2.3 Requirement: Archiving and provenance
The entire model configuration must be able to be saved and archived to act as model provenance.
2.4 Requirement: Internal accessibility
Although most input parameters will only be relevant to a particular module or class, it is inevitable that some parameterizations or process models will have dependencies on other configuration choices. All configuration variables must therefore be accessible to all other modules/classes.
2.5 Requirement: Support of data types
Model configuration must support parameters in the standard data types, including logical (boolean), integer, float/double, and string data types. Limited support for vectors or arrays of the above types may be desirable.
2.6 Requirement: Efficiency and parallelism
Configuration should never consume significant resources, in either run time or storage. For parallel execution, the configuration will need to be replicated across MPI ranks, though in many cases, the variables will be manipulated into a different form (eg string variables describing choices will be converted to enums). This may happen before or after replication.
2.8 Desired: Single configuration input
For simplicity, we desire a single file for model configuration where users can define all model configuration details and provenance can be maintained more easily. If multiple files are required, there should be obvious links or includes in the main configuration file to make the dependency clear.
2.9 Required: Hierarchy or grouping
For both readability and for easier encapsulation by modules/classes, the configuration should be organized in a logical way to make it clear where specific configuration variables are to be used. Parameters primarily or specifically associated with a module or class should be in a grouping of those parameters with the configuration.
2.10 Requirement: Language support
Because the configuration will also be used for provenance, it is likely that the configuration input file will need to be read by other languages outside of the OMEGA C++ model. This requires an ability to parse a configuration input file from other common languages (eg python).
2.11 Requirement: Optional or missing values
If a configuration variable is missing from the configuration input file, there must be an option to either supply a default value or throw an error and exit, depending on the user choice.
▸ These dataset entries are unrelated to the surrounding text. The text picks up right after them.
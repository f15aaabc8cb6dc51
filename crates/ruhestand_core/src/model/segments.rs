//! Segment scheduler
//!
//! The decumulation phase can be partitioned into contiguous year ranges,
//! each bound to its own withdrawal strategy. Validation happens at
//! configuration-build time; the year lookup itself is a binary search.

use serde::{Deserialize, Serialize};

use crate::error::{ConfigIssue, NoSegmentCoverage};
use crate::model::WithdrawalStrategy;

/// A contiguous year range bound to one withdrawal strategy instance.
#[derive(Debug, Clone, PartialEq, Serialize, Deserialize)]
pub struct Segment {
    /// First covered year, inclusive.
    pub start_year: i32,
    /// Last covered year, inclusive.
    pub end_year: i32,
    pub strategy: WithdrawalStrategy,
}

/// Sorted, contiguous, gap-free list of segments covering the decumulation
/// range.
#[derive(Debug, Clone, PartialEq, Serialize, Deserialize)]
pub struct SegmentSchedule {
    pub segments: Vec<Segment>,
}

impl SegmentSchedule {
    /// Validate the segment list against the decumulation range, collecting
    /// every violation found.
    #[must_use]
    pub fn validate(segments: &[Segment], range_start: i32, range_end: i32) -> Vec<ConfigIssue> {
        let mut issues = Vec::new();

        if segments.is_empty() {
            issues.push(ConfigIssue::NoSegments);
            return issues;
        }

        let mut sorted: Vec<&Segment> = segments.iter().collect();
        sorted.sort_by_key(|s| s.start_year);

        for segment in &sorted {
            if segment.end_year < segment.start_year {
                issues.push(ConfigIssue::SegmentRangeInverted {
                    start_year: segment.start_year,
                    end_year: segment.end_year,
                });
            }
        }

        for pair in sorted.windows(2) {
            let previous_end = pair[0].end_year;
            let next_start = pair[1].start_year;
            if next_start > previous_end + 1 {
                issues.push(ConfigIssue::SegmentGap {
                    previous_end,
                    next_start,
                });
            } else if next_start <= previous_end {
                issues.push(ConfigIssue::SegmentOverlap {
                    previous_end,
                    next_start,
                });
            }
        }

        let actual_start = sorted.first().map_or(range_start, |s| s.start_year);
        let actual_end = sorted.last().map_or(range_end, |s| s.end_year);
        if actual_start != range_start || actual_end != range_end {
            issues.push(ConfigIssue::SegmentCoverageMismatch {
                expected_start: range_start,
                expected_end: range_end,
                actual_start,
                actual_end,
            });
        }

        issues
    }

    /// Build a schedule from segments, sorting them and rejecting gaps,
    /// overlaps and coverage mismatches.
    pub fn new(
        mut segments: Vec<Segment>,
        range_start: i32,
        range_end: i32,
    ) -> Result<Self, Vec<ConfigIssue>> {
        let issues = Self::validate(&segments, range_start, range_end);
        if issues.is_empty() {
            segments.sort_by_key(|s| s.start_year);
            Ok(Self { segments })
        } else {
            Err(issues)
        }
    }

    /// The segment covering the given year.
    ///
    /// For a validated schedule this is defined for every year in the
    /// decumulation range.
    pub fn active_for(&self, year: i32) -> Result<&Segment, NoSegmentCoverage> {
        let idx = self
            .segments
            .partition_point(|s| s.start_year <= year)
            .checked_sub(1)
            .ok_or(NoSegmentCoverage { year })?;
        let segment = &self.segments[idx];
        if year <= segment.end_year {
            Ok(segment)
        } else {
            Err(NoSegmentCoverage { year })
        }
    }
}
//! Command-line harness for the projection library.
//!
//! Reads a JSON plan file, runs the requested analysis, and prints the
//! result as JSON. The plan file carries the `SimulationConfig` plus the
//! optional strategy candidates and sensitivity sweeps the subcommands use.

use std::fs;
use std::path::PathBuf;

use clap::{Parser, Subcommand, ValueEnum};
use serde::Deserialize;
use tracing_subscriber::EnvFilter;

use ruhestand_core::analysis::{
    ParameterSweep, StrategyCandidate, WeightProfile, evaluate_strategies, rank_strategies,
    recommended, run_monte_carlo, run_sensitivity_analysis, run_stress_test,
};
use ruhestand_core::{SimulationConfig, simulate};

#[derive(Parser, Debug)]
#[command(name = "ruhestand")]
#[command(about = "Wealth projection and withdrawal-strategy comparison")]
struct Args {
    /// Path to the JSON plan file
    #[arg(short, long)]
    plan: PathBuf,

    #[command(subcommand)]
    command: Command,
}

#[derive(Subcommand, Debug)]
enum Command {
    /// Run one simulation and print the yearly snapshots
    Simulate,
    /// Sweep the plan's configured parameters and rank them by impact
    Sensitivity,
    /// Replay the crisis catalogue against the plan
    Stress {
        /// Year the crisis begins
        #[arg(long)]
        onset_year: i32,
    },
    /// Aggregate independently seeded random-return runs
    MonteCarlo {
        #[arg(long, default_value_t = 1_000)]
        iterations: usize,
        #[arg(long, default_value_t = 0)]
        seed: u64,
    },
    /// Evaluate and rank the plan's candidate strategies
    Compare {
        #[arg(long, value_enum, default_value_t = Profile::Balanced)]
        profile: Profile,
        /// Print only the top K strategies
        #[arg(long)]
        top: Option<usize>,
    },
}

#[derive(Debug, Clone, Copy, ValueEnum)]
enum Profile {
    Conservative,
    Balanced,
    Aggressive,
}

impl From<Profile> for WeightProfile {
    fn from(profile: Profile) -> Self {
        match profile {
            Profile::Conservative => WeightProfile::Conservative,
            Profile::Balanced => WeightProfile::Balanced,
            Profile::Aggressive => WeightProfile::Aggressive,
        }
    }
}

/// On-disk plan: the simulation configuration plus the inputs the analysis
/// subcommands need.
#[derive(Debug, Deserialize)]
struct PlanFile {
    simulation: SimulationConfig,
    #[serde(default)]
    candidates: Vec<StrategyCandidate>,
    #[serde(default)]
    sweeps: Vec<ParameterSweep>,
}

fn print_json<T: serde::Serialize>(value: &T) -> color_eyre::Result<()> {
    println!("{}", serde_json::to_string_pretty(value)?);
    Ok(())
}

fn main() -> color_eyre::Result<()> {
    color_eyre::install()?;
    tracing_subscriber::fmt()
        .with_env_filter(EnvFilter::try_from_default_env().unwrap_or_else(|_| EnvFilter::new("info")))
        .init();

    let args = Args::parse();
    let plan: PlanFile = serde_json::from_str(&fs::read_to_string(&args.plan)?)?;
    tracing::info!(plan = %args.plan.display(), "loaded plan");

    match args.command {
        Command::Simulate => {
            let result = simulate(&plan.simulation)?;
            tracing::info!(
                years = result.years.len(),
                final_capital = result.final_capital(),
                "simulation finished"
            );
            print_json(&result)?;
        }
        Command::Sensitivity => {
            let results = run_sensitivity_analysis(&plan.simulation, &plan.sweeps)?;
            tracing::info!(sweeps = results.len(), "sensitivity analysis finished");
            print_json(&results)?;
        }
        Command::Stress { onset_year } => {
            let report = run_stress_test(&plan.simulation, onset_year)?;
            tracing::info!(
                scenarios = report.results.len(),
                worst_case = %report.summary.worst_case,
                "stress test finished"
            );
            print_json(&report)?;
        }
        Command::MonteCarlo { iterations, seed } => {
            let summary = run_monte_carlo(&plan.simulation, iterations, seed)?;
            tracing::info!(
                iterations,
                success_rate = summary.success_rate,
                "monte carlo finished"
            );
            print_json(&summary)?;
        }
        Command::Compare { profile, top } => {
            let results = evaluate_strategies(&plan.simulation, &plan.candidates)?;
            let ranked = rank_strategies(results, profile.into());
            tracing::info!(candidates = ranked.len(), "strategy comparison finished");
            match top {
                Some(k) => print_json(&recommended(&ranked, k))?,
                None => print_json(&ranked)?,
            }
        }
    }

    Ok(())
}

#[cfg(test)]
mod tests {
    use super::*;

    #[test]
    fn test_plan_file_parses_minimal_config() {
        let json = r#"{
            "simulation": {
                "start_date": "2025-01-01",
                "end_year": 2060,
                "withdrawal_start_year": 2050,
                "initial_capital": 10000.0,
                "monthly_contribution": 500.0,
                "returns": { "mode": "Fixed", "rate": 0.05 },
                "withdrawal": {
                    "plan": "Single",
                    "strategy": {
                        "type": "FixedPercentage",
                        "rate": 0.04,
                        "reference": "Initial"
                    }
                }
            }
        }"#;
        let plan: PlanFile = serde_json::from_str(json).unwrap();
        assert!(plan.candidates.is_empty());
        assert!(plan.sweeps.is_empty());
        assert!(plan.simulation.validate().is_ok());
    }
}
//! Year-by-year simulation engine
//!
//! `simulate` drives one portfolio through accumulation and decumulation:
//! validate once, resolve the return sequence, then advance year by year
//! (growth, fees, ledger events, withdrawal, capital gains tax) and emit one
//! immutable snapshot per year. The accumulation -> decumulation transition
//! happens exactly once, at the configured boundary year; depletion is a
//! terminal state, not an error.

use crate::config::{SimulationConfig, WithdrawalPlan};
use crate::error::{NoSegmentCoverage, SimulationError, ValidationError};
use crate::model::{
    CashFlowEvent, EventId, EventKind, Phase, RealizedCashFlow, ReturnProvider,
    SegmentSchedule, SimulationResult, SimulationYear, WithdrawalState, WithdrawalStrategy,
};
use crate::taxes::{capital_gains_tax, inheritance_tax};

/// One scheduled installment of a credit-financed expense.
#[derive(Debug, Clone)]
struct Installment {
    year: i32,
    event_id: EventId,
    name: String,
    payment: f64,
}

/// Debit an amount from the growth portfolio first, then the cushion.
/// Returns how much could actually be debited; balances never go negative.
fn debit(capital: &mut f64, cushion: &mut f64, amount: f64) -> f64 {
    let from_capital = amount.min(*capital).max(0.0);
    *capital -= from_capital;
    let from_cushion = (amount - from_capital).min(*cushion).max(0.0);
    *cushion -= from_cushion;
    from_capital + from_cushion
}

fn expand_installments(events: &[CashFlowEvent]) -> Vec<Installment> {
    let mut installments = Vec::new();
    for event in events {
        if let EventKind::Expense {
            financing: Some(loan),
        } = &event.kind
        {
            for loan_year in loan.amortization_schedule() {
                installments.push(Installment {
                    year: event.year() + loan_year.year_offset as i32,
                    event_id: event.id,
                    name: event.name.clone(),
                    payment: loan_year.payment,
                });
            }
        }
    }
    installments
}

/// Run one full simulation.
///
/// Configuration errors are reported up front as a single `ValidationError`
/// listing every violation; depletion and historical-coverage shortfalls are
/// encoded in the result, never raised.
pub fn simulate(config: &SimulationConfig) -> Result<SimulationResult, SimulationError> {
    config.validate()?;

    let start_year = config.start_year();
    let num_years = config.num_years();
    let provider = ReturnProvider::new(&config.returns, start_year, num_years)?;

    let schedule = match (&config.withdrawal, config.decumulation_range()) {
        (WithdrawalPlan::Segmented { segments }, Some((range_start, range_end))) => Some(
            SegmentSchedule::new(segments.clone(), range_start, range_end)
                .map_err(ValidationError::new)?,
        ),
        _ => None,
    };

    let installments = expand_installments(&config.events);

    let mut capital = config.initial_capital;
    let mut cushion = 0.0_f64;
    let mut bucket_active = false;
    let mut last_refill_capital = 0.0_f64;
    let mut decumulation_started = false;
    let mut decumulation_initial_capital = 0.0_f64;
    let mut decumulation_years_elapsed = 0_u32;
    let mut prior_return = 0.0_f64;
    let mut depleted = false;
    let mut depletion_year = None;

    let mut years = Vec::with_capacity(num_years);
    let mut total_contributions = 0.0;
    let mut total_growth = 0.0;
    let mut total_fees = 0.0;
    let mut total_taxes = 0.0;
    let mut total_withdrawn = 0.0;

    for (i, year) in (start_year..=config.end_year).enumerate() {
        let phase = if year < config.withdrawal_start_year {
            Phase::Accumulation
        } else {
            Phase::Decumulation
        };
        let rate = provider.rate_for(i);

        if depleted {
            years.push(SimulationYear {
                year,
                phase,
                start_capital: 0.0,
                return_rate: rate,
                gross_growth: 0.0,
                fees: 0.0,
                tax_paid: 0.0,
                cash_flows: Vec::new(),
                withdrawal: 0.0,
                end_capital: 0.0,
                depleted: true,
            });
            prior_return = rate;
            continue;
        }

        let start_capital = capital + cushion;
        let mut cash_flows = Vec::new();

        // Growth applies to the growth portfolio only; the cushion is cash.
        let gross_growth = capital * rate;
        capital += gross_growth;

        let mut fees = capital.max(0.0) * config.expense_ratio;

        // Recurring contribution, accumulation only. The first calendar
        // year is prorated to the months from the start date onward.
        if phase == Phase::Accumulation && config.monthly_contribution > 0.0 {
            let months = if i == 0 {
                13 - i32::from(config.start_date.month())
            } else {
                12
            };
            let monthly = config.monthly_contribution
                * (1.0 + config.annual_contribution_increase).powi(i as i32);
            let contribution = monthly * f64::from(months);
            fees += contribution * config.transaction_cost_rate;
            capital += contribution;
            total_contributions += contribution;
            cash_flows.push(RealizedCashFlow {
                event_id: EventId::CONTRIBUTION,
                name: "savings plan".to_string(),
                gross_amount: contribution,
                net_amount: contribution,
            });
        }

        let fees_paid = debit(&mut capital, &mut cushion, fees);
        fees = fees_paid;

        // Ledger events realized this year.
        for event in config.events.iter().filter(|e| e.year() == year) {
            match &event.kind {
                EventKind::Normal => {
                    if event.amount >= 0.0 {
                        capital += event.amount;
                        cash_flows.push(RealizedCashFlow {
                            event_id: event.id,
                            name: event.name.clone(),
                            gross_amount: event.amount,
                            net_amount: event.amount,
                        });
                    } else {
                        let paid = debit(&mut capital, &mut cushion, -event.amount);
                        cash_flows.push(RealizedCashFlow {
                            event_id: event.id,
                            name: event.name.clone(),
                            gross_amount: event.amount,
                            net_amount: -paid,
                        });
                    }
                }
                EventKind::Inheritance { relationship } => {
                    let result = inheritance_tax(event.amount, *relationship);
                    capital += result.net_amount;
                    cash_flows.push(RealizedCashFlow {
                        event_id: event.id,
                        name: event.name.clone(),
                        gross_amount: event.amount,
                        net_amount: result.net_amount,
                    });
                }
                EventKind::Expense { financing: None } => {
                    let paid = debit(&mut capital, &mut cushion, -event.amount);
                    cash_flows.push(RealizedCashFlow {
                        event_id: event.id,
                        name: event.name.clone(),
                        gross_amount: event.amount,
                        net_amount: -paid,
                    });
                }
                // Financed expenses are realized through their installments.
                EventKind::Expense { financing: Some(_) } => {}
            }
        }
        for installment in installments.iter().filter(|inst| inst.year == year) {
            let paid = debit(&mut capital, &mut cushion, installment.payment);
            cash_flows.push(RealizedCashFlow {
                event_id: installment.event_id,
                name: installment.name.clone(),
                gross_amount: -installment.payment,
                net_amount: -paid,
            });
        }

        // Withdrawal, decumulation only.
        let mut withdrawal = 0.0;
        if phase == Phase::Decumulation {
            if !decumulation_started {
                decumulation_started = true;
                decumulation_initial_capital = capital + cushion;
            }

            let strategy: &WithdrawalStrategy = match (&config.withdrawal, &schedule) {
                (WithdrawalPlan::Single { strategy }, _) => strategy,
                (WithdrawalPlan::Segmented { .. }, Some(schedule)) => {
                    &schedule.active_for(year)?.strategy
                }
                (WithdrawalPlan::Segmented { .. }, None) => {
                    return Err(NoSegmentCoverage { year }.into());
                }
            };

            // Carve the cash cushion out of the portfolio when a bucket
            // strategy becomes active; fold it back when it stops being one.
            if let WithdrawalStrategy::Bucket {
                initial_cushion, ..
            } = strategy
            {
                if !bucket_active {
                    let carve = initial_cushion.min(capital).max(0.0);
                    capital -= carve;
                    cushion += carve;
                    last_refill_capital = capital;
                    bucket_active = true;
                }
            } else if bucket_active {
                capital += cushion;
                cushion = 0.0;
                bucket_active = false;
            }

            let state = WithdrawalState {
                capital,
                initial_capital: decumulation_initial_capital,
                years_elapsed: decumulation_years_elapsed,
                prior_year_return: prior_return,
                cushion,
                last_refill_capital,
            };
            let outcome = strategy.compute_withdrawal(state);
            withdrawal = outcome.amount;
            capital = outcome.state.capital;
            cushion = outcome.state.cushion;
            last_refill_capital = outcome.state.last_refill_capital;
            decumulation_years_elapsed += 1;

            if outcome.requested > outcome.amount + 1e-9 {
                depleted = true;
                depletion_year = Some(year);
            }
        }

        // Capital gains tax on the year's positive growth, net of the
        // partial exemption and the yearly allowance (reset each year).
        let gains_tax = capital_gains_tax(gross_growth, config.tax.annual_allowance, &config.tax);
        let tax_paid = debit(&mut capital, &mut cushion, gains_tax.total());
        if phase == Phase::Decumulation
            && tax_paid + 1e-9 < gains_tax.total()
            && depletion_year.is_none()
        {
            depleted = true;
            depletion_year = Some(year);
        }

        let end_capital = capital + cushion;

        total_growth += gross_growth;
        total_fees += fees;
        total_taxes += tax_paid;
        total_withdrawn += withdrawal;
        prior_return = rate;

        years.push(SimulationYear {
            year,
            phase,
            start_capital,
            return_rate: rate,
            gross_growth,
            fees,
            tax_paid,
            cash_flows,
            withdrawal,
            end_capital,
            depleted,
        });
    }

    Ok(SimulationResult {
        years,
        total_contributions,
        total_growth,
        total_fees,
        total_taxes,
        total_withdrawn,
        depletion_year,
        full_return_coverage: provider.full_coverage(),
    })
}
If a default value is supplied, then the default value must be added to the configuration so that it is included in the output and become part of the provenance.
2.12 Requirement: Extra values
If extra or unexpected values are encountered, they will be ignored.
2.13 Desired: Automated generation of default input and error checking
While the source code defines the configuration variables, it would be desirable to have a means to extract from the source code what the code is expecting into a default input config file. This would also enable some external error checking for missing or extra entries.
2.14 Desired: Acceptable values
For users modifying an input configuration, it would be desirable to document the acceptable values or range of values that each variable can be assigned.
3 Algorithmic Formulation
There are no specific algorithms needed for this other than those used in the anticipated parsing/storage packages associated with the standard format chosen.
4 Design
We select the YAML format that meets the above requirements with improved readability over other standard forms. Within the OMEGA model, we use the yaml-cpp library, a third-party implementation for parsing YAML input and efficiently storing/retrieving information as YAML nodes. Many of the configuration variables will be stored as maps in YAML, the package features a map syntax similar to the C++ standard template library map type.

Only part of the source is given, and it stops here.